**Collected data:**
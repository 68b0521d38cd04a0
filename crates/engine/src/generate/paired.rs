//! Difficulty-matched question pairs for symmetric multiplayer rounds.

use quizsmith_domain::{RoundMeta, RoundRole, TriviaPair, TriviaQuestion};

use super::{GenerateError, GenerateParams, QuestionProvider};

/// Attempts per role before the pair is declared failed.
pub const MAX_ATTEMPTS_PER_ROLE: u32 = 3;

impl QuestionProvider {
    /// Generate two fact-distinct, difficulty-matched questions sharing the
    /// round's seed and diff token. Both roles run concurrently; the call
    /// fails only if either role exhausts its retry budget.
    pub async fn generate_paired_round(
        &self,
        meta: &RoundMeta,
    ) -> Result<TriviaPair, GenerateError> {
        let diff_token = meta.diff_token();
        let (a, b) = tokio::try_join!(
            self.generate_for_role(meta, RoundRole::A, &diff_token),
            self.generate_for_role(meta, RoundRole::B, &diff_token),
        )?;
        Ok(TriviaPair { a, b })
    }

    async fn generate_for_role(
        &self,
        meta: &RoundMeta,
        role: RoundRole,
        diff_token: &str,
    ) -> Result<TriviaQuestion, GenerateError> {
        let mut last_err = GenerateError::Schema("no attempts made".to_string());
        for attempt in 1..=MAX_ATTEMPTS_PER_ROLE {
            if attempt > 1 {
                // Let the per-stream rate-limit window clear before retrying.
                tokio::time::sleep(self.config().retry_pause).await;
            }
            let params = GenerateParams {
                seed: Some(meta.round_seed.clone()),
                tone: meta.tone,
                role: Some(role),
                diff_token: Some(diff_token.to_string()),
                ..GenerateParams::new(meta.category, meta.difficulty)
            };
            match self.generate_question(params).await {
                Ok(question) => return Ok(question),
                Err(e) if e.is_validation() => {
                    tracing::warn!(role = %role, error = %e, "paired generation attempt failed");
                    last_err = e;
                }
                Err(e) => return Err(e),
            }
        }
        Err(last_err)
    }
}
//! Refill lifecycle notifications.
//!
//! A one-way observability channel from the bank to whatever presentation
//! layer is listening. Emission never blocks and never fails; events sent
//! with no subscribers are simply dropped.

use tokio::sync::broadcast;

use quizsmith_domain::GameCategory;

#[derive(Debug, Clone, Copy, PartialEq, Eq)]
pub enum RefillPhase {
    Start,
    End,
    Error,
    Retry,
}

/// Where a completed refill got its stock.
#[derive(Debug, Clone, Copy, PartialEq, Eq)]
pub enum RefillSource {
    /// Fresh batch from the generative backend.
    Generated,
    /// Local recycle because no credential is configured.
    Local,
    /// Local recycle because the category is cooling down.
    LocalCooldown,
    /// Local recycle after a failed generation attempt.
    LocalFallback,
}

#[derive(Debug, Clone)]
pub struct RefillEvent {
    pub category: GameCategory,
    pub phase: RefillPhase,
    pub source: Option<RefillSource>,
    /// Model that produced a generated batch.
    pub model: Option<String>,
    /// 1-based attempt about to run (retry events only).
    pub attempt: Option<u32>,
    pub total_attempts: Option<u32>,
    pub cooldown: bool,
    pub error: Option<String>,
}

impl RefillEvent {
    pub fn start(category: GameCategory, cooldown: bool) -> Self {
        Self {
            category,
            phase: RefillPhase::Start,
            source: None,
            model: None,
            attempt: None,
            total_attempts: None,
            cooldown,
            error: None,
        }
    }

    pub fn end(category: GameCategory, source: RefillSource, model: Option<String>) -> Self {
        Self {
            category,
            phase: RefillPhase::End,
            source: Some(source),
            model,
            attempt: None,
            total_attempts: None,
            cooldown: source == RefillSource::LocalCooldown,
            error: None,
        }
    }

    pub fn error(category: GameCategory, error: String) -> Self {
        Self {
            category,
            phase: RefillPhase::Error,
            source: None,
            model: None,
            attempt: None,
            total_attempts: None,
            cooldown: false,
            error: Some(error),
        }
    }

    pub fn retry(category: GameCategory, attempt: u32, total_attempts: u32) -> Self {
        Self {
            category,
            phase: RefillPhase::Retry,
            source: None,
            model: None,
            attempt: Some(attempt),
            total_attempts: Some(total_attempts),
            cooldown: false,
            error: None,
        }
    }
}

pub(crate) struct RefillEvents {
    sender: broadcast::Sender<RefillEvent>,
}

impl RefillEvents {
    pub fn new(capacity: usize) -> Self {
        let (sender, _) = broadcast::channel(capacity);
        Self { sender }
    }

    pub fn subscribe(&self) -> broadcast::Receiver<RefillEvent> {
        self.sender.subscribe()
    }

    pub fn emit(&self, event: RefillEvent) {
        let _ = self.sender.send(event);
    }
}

**ASSIGNMENT:**
Every entry is to be restated word for word, with nothing dropped.

**WRITTEN ANSWER:**
repository 68b0521d38cd04a0
filename crates/engine/src/generate/paired.rs
//! Difficulty-matched question pairs for symmetric multiplayer rounds.

use quizsmith_domain::{RoundMeta, RoundRole, TriviaPair, TriviaQuestion};

use super::{GenerateError, GenerateParams, QuestionProvider};

/// Attempts per role before the pair is declared failed.
pub const MAX_ATTEMPTS_PER_ROLE: u32 = 3;

impl QuestionProvider {
    /// Generate two fact-distinct, difficulty-matched questions sharing the
    /// round's seed and diff token. Both roles run concurrently; the call
    /// fails only if either role exhausts its retry budget.
    pub async fn generate_paired_round(
        &self,
        meta: &RoundMeta,
    ) -> Result<TriviaPair, GenerateError> {
        let diff_token = meta.diff_token();
        let (a, b) = tokio::try_join!(
            self.generate_for_role(meta, RoundRole::A, &diff_token),
            self.generate_for_role(meta, RoundRole::B, &diff_token),
        )?;
        Ok(TriviaPair { a, b })
    }

    async fn generate_for_role(
        &self,
        meta: &RoundMeta,
        role: RoundRole,
        diff_token: &str,
    ) -> Result<TriviaQuestion, GenerateError> {
        let mut last_err = GenerateError::Schema("no attempts made".to_string());
        for attempt in 1..=MAX_ATTEMPTS_PER_ROLE {
            if attempt > 1 {
                // Let the per-stream rate-limit window clear before retrying.
                tokio::time::sleep(self.config().retry_pause).await;
            }
            let params = GenerateParams {
                seed: Some(meta.round_seed.clone()),
                tone: meta.tone,
                role: Some(role),
                diff_token: Some(diff_token.to_string()),
                ..GenerateParams::new(meta.category, meta.difficulty)
            };
            match self.generate_question(params).await {
                Ok(question) => return Ok(question),
                Err(e) if e.is_validation() => {
                    tracing::warn!(role = %role, error = %e, "paired generation attempt failed");
                    last_err = e;
                }
                Err(e) => return Err(e),
            }
        }
        Err(last_err)
    }
}
//! Refill lifecycle notifications.
//!
//! A one-way observability channel from the bank to whatever presentation
//! layer is listening. Emission never blocks and never fails; events sent
//! with no subscribers are simply dropped.

use tokio::sync::broadcast;

use quizsmith_domain::GameCategory;

#[derive(Debug, Clone, Copy, PartialEq, Eq)]
pub enum RefillPhase {
    Start,
    End,
    Error,
    Retry,
}

/// Where a completed refill got its stock.
#[derive(Debug, Clone, Copy, PartialEq, Eq)]
pub enum RefillSource {
    /// Fresh batch from the generative backend.
    Generated,
    /// Local recycle because no credential is configured.
    Local,
    /// Local recycle because the category is cooling down.
    LocalCooldown,
    /// Local recycle after a failed generation attempt.
    LocalFallback,
}

#[derive(Debug, Clone)]
pub struct RefillEvent {
    pub category: GameCategory,
    pub phase: RefillPhase,
    pub source: Option<RefillSource>,
    /// Model that produced a generated batch.
    pub model: Option<String>,
    /// 1-based attempt about to run (retry events only).
    pub attempt: Option<u32>,
    pub total_attempts: Option<u32>,
    pub cooldown: bool,
    pub error: Option<String>,
}

impl RefillEvent {
    pub fn start(category: GameCategory, cooldown: bool) -> Self {
        Self {
            category,
            phase: RefillPhase::Start,
            source: None,
            model: None,
            attempt: None,
            total_attempts: None,
            cooldown,
            error: None,
        }
    }

    pub fn end(category: GameCategory, source: RefillSource, model: Option<String>) -> Self {
        Self {
            category,
            phase: RefillPhase::End,
            source: Some(source),
            model,
            attempt: None,
            total_attempts: None,
            cooldown: source == RefillSource::LocalCooldown,
            error: None,
        }
    }

    pub fn error(category: GameCategory, error: String) -> Self {
        Self {
            category,
            phase: RefillPhase::Error,
            source: None,
            model: None,
            attempt: None,
            total_attempts: None,
            cooldown: false,
            error: Some(error),
        }
    }

    pub fn retry(category: GameCategory, attempt: u32, total_attempts: u32) -> Self {
        Self {
            category,
            phase: RefillPhase::Retry,
            source: None,
            model: None,
            attempt: Some(attempt),
            total_attempts: Some(total_attempts),
            cooldown: false,
            error: None,
        }
    }
}

pub(crate) struct RefillEvents {
    sender: broadcast::Sender<RefillEvent>,
}

impl RefillEvents {
    pub fn new(capacity: usize) -> Self {
        let (sender, _) = broadcast::channel(capacity);
        Self { sender }
    }

    pub fn subscribe(&self) -> broadcast::Receiver<RefillEvent> {
        self.sender.subscribe()
    }

    pub fn emit(&self, event: RefillEvent) {
        let _ = self.sender.send(event);
    }
}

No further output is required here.